Pluripotent Stem Cell Differentiation for Cancer Research

20 Oct 2014
Kerry Parker
CEO

Stem cells are often used in cancer research due to their ability to become multiple different cell types. The formation of spheroids (or embryoid bodies), tissue-like growth of cell clusters, in suspension cultures (3D environments), is an intermediate step in producing different cell lineages from pluripotent stem cells and other progenitor cells.

The variability seen in experiments using spheroid-forming cultures has been linked to medium composition and volume, cell density, and duration in culture. While these factors all affect the culture, the surface of the culture dish is one of the most essential factors contributing to the success of spheroid formation in vitro, due to the need to keep cells close and in constant communication, but with low adherence to prevent cell-cell aggregation.

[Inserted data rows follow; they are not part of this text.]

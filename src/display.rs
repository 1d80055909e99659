use std::fmt;

use crate::derivation::Vertex;
use crate::earley::Item;
use crate::forest::{Label, EPSILON_LABEL};
use crate::grammar::{Grammar, Rule, Symbol};

fn write_symbols(w: &mut fmt::Formatter, symbols: &[Symbol]) -> fmt::Result {
    for (i, s) in symbols.iter().enumerate() {
        if i > 0 { write!(w, " ")?; }
        write!(w, "{}", s)?;
    }
    Ok(())
}

impl fmt::Display for Rule {
    fn fmt(&self, w: &mut fmt::Formatter) -> fmt::Result {
        write!(w, "{} -> ", self.lhs)?;
        write_symbols(w, &self.rhs)
    }
}

/// `T -> b b . b`
impl fmt::Display for Item<'_> {
    fn fmt(&self, w: &mut fmt::Formatter) -> fmt::Result {
        let (before, after) = self.rule().rhs().split_at(self.dot());
        write!(w, "{} ->", self.lhs())?;
        for s in before { write!(w, " {}", s)?; }
        write!(w, " .")?;
        for s in after { write!(w, " {}", s)?; }
        Ok(())
    }
}

impl fmt::Display for Label<'_> {
    fn fmt(&self, w: &mut fmt::Formatter) -> fmt::Result {
        match self {
            Label::Symbol(s) => write!(w, "{}", s),
            Label::Item(item) => write!(w, "{}", item),
            Label::Epsilon => write!(w, "{}", EPSILON_LABEL),
        }
    }
}

/// `S [0,3]`
impl fmt::Display for Vertex {
    fn fmt(&self, w: &mut fmt::Formatter) -> fmt::Result {
        write!(w, "{} [{},{}]", self.label(), self.start(), self.end())
    }
}

/// One line per left-hand side, alternatives joined by `|`, in the loader's
/// syntax.
impl fmt::Display for Grammar {
    fn fmt(&self, w: &mut fmt::Formatter) -> fmt::Result {
        let mut lhs: Option<&Symbol> = None;
        for rule in self.rules() {
            if lhs == Some(rule.lhs()) {
                write!(w, " |")?;
            } else {
                if lhs.is_some() { writeln!(w)?; }
                write!(w, "{} ->", rule.lhs())?;
                lhs = Some(rule.lhs());
            }
            if !rule.is_epsilon() {
                write!(w, " ")?;
                write_symbols(w, rule.rhs())?;
            }
        }
        if lhs.is_some() { writeln!(w)?; }
        Ok(())
    }
}
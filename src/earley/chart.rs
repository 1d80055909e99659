use linear_map::LinearMap;

use std::collections::HashSet;
use std::mem;

use crate::forest::NodeId;
use crate::grammar::Symbol;

use super::Item;

/// An Earley item together with the position where its recognition began and
/// the forest node for what has been recognized of it so far (`None` only for
/// items at dot 0).
#[derive(Clone, PartialEq, Eq, Debug)]
pub(crate) struct ParserItem<'g> {
    pub(crate) item: Item<'g>,
    pub(crate) origin: usize,
    pub(crate) node: Option<NodeId>,
}

impl<'g> ParserItem<'g> {
    pub(crate) fn new(item: Item<'g>, origin: usize, node: Option<NodeId>) -> Self {
        ParserItem { item, origin, node }
    }

    fn key(&self) -> ItemKey<'g> { ItemKey(self.item, self.origin) }
}

/// Set membership ignores the node: the node for a given item and origin at a
/// given position is unique, so a second arrival only ever adds families to it.
#[derive(Copy, Clone, PartialEq, Eq, Hash, Debug)]
struct ItemKey<'g>(Item<'g>, usize);

/// Insertion-ordered item set.
#[derive(Clone, Default, Debug)]
struct ItemSet<'g> {
    items: Vec<ParserItem<'g>>,
    keys: HashSet<ItemKey<'g>>,
}

impl<'g> ItemSet<'g> {
    fn insert(&mut self, item: ParserItem<'g>) -> bool {
        if self.keys.insert(item.key()) {
            self.items.push(item);
            true
        } else {
            false
        }
    }
}

/// The per-position item sets of one parse, the pools of items waiting to
/// scan the current and next tokens, and the ε-derivations found at the
/// current position.
pub(crate) struct Chart<'g, 't> {
    tokens: Vec<&'t str>,
    sets: Vec<ItemSet<'g>>,
    scannables: ItemSet<'g>,
    next_scannables: ItemSet<'g>,
    empty_derivations: LinearMap<&'g Symbol, NodeId>,
}

impl<'g, 't> Chart<'g, 't> {
    pub(crate) fn new(tokens: Vec<&'t str>) -> Self {
        let sets = (0..=tokens.len()).map(|_| ItemSet::default()).collect();
        Chart {
            tokens,
            sets,
            scannables: ItemSet::default(),
            next_scannables: ItemSet::default(),
            empty_derivations: LinearMap::new(),
        }
    }

    pub(crate) fn token(&self, i: usize) -> &'t str { self.tokens[i] }

    /// Whether `item` is waiting for exactly the token at `i`.
    fn scans_at(&self, item: &ParserItem<'g>, i: usize) -> bool {
        match (item.item.next_symbol(), self.tokens.get(i)) {
            (Some(next), Some(&token)) => *next == *token,
            _ => false,
        }
    }

    /// Enters position `i`: the items that were waiting for token `i` become
    /// the current scan pool and the ε table starts over.
    pub(crate) fn begin(&mut self, i: usize) {
        debug_assert!(i < self.sets.len());
        self.empty_derivations.clear();
        self.scannables = mem::take(&mut self.next_scannables);
    }

    pub(crate) fn set(&self, i: usize) -> &[ParserItem<'g>] { &self.sets[i].items }

    pub(crate) fn set_node(&mut self, i: usize, index: usize, node: NodeId) {
        self.sets[i].items[index].node = Some(node);
    }

    /// Adds an item arising at position `i`. Items that can scan token `i` go
    /// to the scan pool instead of the set, and are never closed over.
    pub(crate) fn add_curr_item(&mut self, item: ParserItem<'g>, i: usize) -> bool {
        if self.scans_at(&item, i) {
            self.scannables.insert(item)
        } else {
            self.sets[i].insert(item)
        }
    }

    /// Adds an item for position `i` before that position is entered.
    pub(crate) fn add_next_item(&mut self, item: ParserItem<'g>, i: usize) -> bool {
        if self.scans_at(&item, i) {
            self.next_scannables.insert(item)
        } else if i < self.sets.len() {
            self.sets[i].insert(item)
        } else {
            false
        }
    }

    pub(crate) fn take_scannables(&mut self) -> Vec<ParserItem<'g>> {
        mem::take(&mut self.scannables).items
    }

    pub(crate) fn record_empty_derivation(&mut self, lhs: &'g Symbol, node: NodeId) {
        self.empty_derivations.insert(lhs, node);
    }

    pub(crate) fn empty_derivation(&self, symbol: &'g Symbol) -> Option<NodeId> {
        self.empty_derivations.get(&symbol).copied()
    }

    /// The items of set `origin` whose next symbol is `lhs`, as they stand
    /// now.
    pub(crate) fn waiting_for(&self, lhs: &Symbol, origin: usize) -> Vec<ParserItem<'g>> {
        self.sets[origin].items.iter()
            .filter(|waiting| waiting.item.next_symbol() == Some(lhs))
            .cloned()
            .collect()
    }

    /// The node of a complete `start` item spanning the whole input.
    pub(crate) fn find_root(&self, start: &Symbol) -> Option<NodeId> {
        let last = self.sets.last()?;
        last.items.iter()
            .find(|p| p.origin == 0
                  && p.item.is_complete()
                  && p.item.lhs() == start)
            .and_then(|p| p.node)
    }
}
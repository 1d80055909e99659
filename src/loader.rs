//! Loading grammars and lexicons from text.
//!
//! ```text
//! # comment
//! S  -> NP VP
//! NP -> Det N | N
//! B  ->              # ε-production
//! ```
//!
//! Each line holds one left-hand side and one or more `|`-separated
//! alternatives; `;` may stand in for a newline. See [`crate::lexer`] for what
//! counts as a symbol.

use std::path::Path;

use lalrpop_util::ParseError;
use thiserror::Error;

use crate::bnf;
use crate::grammar::{Grammar, Lexicon, Rule, DEFAULT_START};
use crate::lexer::{LexicalError, Lexer, Tok};

#[derive(Debug, Error)]
pub enum LoadError {
    #[error(transparent)]
    Io(#[from] std::io::Error),
    #[error(transparent)]
    Lex(#[from] LexicalError),
    #[error("unexpected {found} at byte {location}; expected one of {}", .expected.join(", "))]
    Syntax { location: usize, found: String, expected: Vec<String> },
    #[error("malformed rule line `{0}`; expected `lhs -> symbols...`")]
    RuleLine(String),
    #[error("lexicon entry for `{category}` has {len} words in one alternative; expected exactly one")]
    LexiconEntry { category: String, len: usize },
}

impl<'input> From<ParseError<usize, Tok<'input>, LexicalError>> for LoadError {
    fn from(e: ParseError<usize, Tok<'input>, LexicalError>) -> Self {
        match e {
            ParseError::InvalidToken { location } => LoadError::Syntax {
                location, found: "invalid token".to_string(), expected: vec![],
            },
            ParseError::UnrecognizedEOF { location, expected } => LoadError::Syntax {
                location, found: "end of input".to_string(), expected,
            },
            ParseError::UnrecognizedToken { token: (location, tok, _), expected } => LoadError::Syntax {
                location, found: tok.to_string(), expected,
            },
            ParseError::ExtraToken { token: (location, tok, _) } => LoadError::Syntax {
                location, found: tok.to_string(), expected: vec![],
            },
            ParseError::User { error } => LoadError::Lex(error),
        }
    }
}

/// Parses grammar text into its rules, in the order written.
pub fn parse_rules(text: &str) -> Result<Vec<Rule>, LoadError> {
    let lex = Lexer::new(text);
    Ok(bnf::RulesParser::new().parse(text, lex)?)
}

impl Grammar {
    /// Builds a grammar with start symbol [`DEFAULT_START`] from rule text.
    /// Duplicate rules are dropped.
    pub fn from_text(text: &str) -> Result<Grammar, LoadError> {
        Ok(Grammar::with_rules(DEFAULT_START, parse_rules(text)?))
    }

    pub fn from_path(path: impl AsRef<Path>) -> Result<Grammar, LoadError> {
        Grammar::from_text(&fs_err::read_to_string(path.as_ref())?)
    }
}

impl std::str::FromStr for Grammar {
    type Err = LoadError;
    fn from_str(s: &str) -> Result<Grammar, LoadError> { Grammar::from_text(s) }
}

impl Lexicon {
    /// Lexicon text uses the grammar syntax with one word per alternative,
    /// e.g. `Det -> the | a`.
    pub fn from_text(text: &str) -> Result<Lexicon, LoadError> {
        let mut lexicon = Lexicon::new();
        for rule in parse_rules(text)? {
            match rule.rhs() {
                [word] => lexicon.insert(rule.lhs().clone(), word.as_str()),
                words => return Err(LoadError::LexiconEntry {
                    category: rule.lhs().to_string(),
                    len: words.len(),
                }),
            }
        }
        Ok(lexicon)
    }

    pub fn from_path(path: impl AsRef<Path>) -> Result<Lexicon, LoadError> {
        Lexicon::from_text(&fs_err::read_to_string(path.as_ref())?)
    }
}

#[cfg(test)]
#[path = "tests/loader.rs"]
mod tests_for_loader;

New non-adherent culture surface
Scientists working in cancer research are now able to use a new non-adherent cell culture surface from Thermo Fisher Scientific to support the formation of consistent cancer spheroids in vitro. This simulates the 3D structures of tumor growth and provides a better model system for studying tumor cell progression and the efficacy of anticancer agents than 2D systems and other surfaces. The Thermo Scientific Nunclon Sphera surface is a polymer-coated surface with very low-binding characteristics, which is designed to allow many different cell types to grow in suspension consistently with virtually no cell attachment. This article describes how the Nunclon Sphera’s non-adherent surface is important for researchers seeking to cultivate cancer and stem cell spheroids, since the product is able to grow uniform and dependable spheres.

Cancer Research
As described in this article, the Nunclon Sphera surface is designed to integrate into a researcher’s existing cell culture research workflow and facilitate an array of cancer and stem cell research tools, from routine passage of cells to high-throughput imaging analysis. This study describes how the flasks’ flexibility is used to create varying 3D environments. The Nunclon Sphera is available in round and flat-bottom 96-well plates, single- or multi-well dish and flask formats.

When cultured in this range of plates, the cells can be transferred from one vessel to another using a pipette, without disrupting the form of the sphericals. This is where the value of spheroids really comes into play; the ability to transfer (harvest) completely uniform spheroids of different types and retain just one spheroid (embryoid body) per well of a plate are critical for both downstream research and drug discovery applications.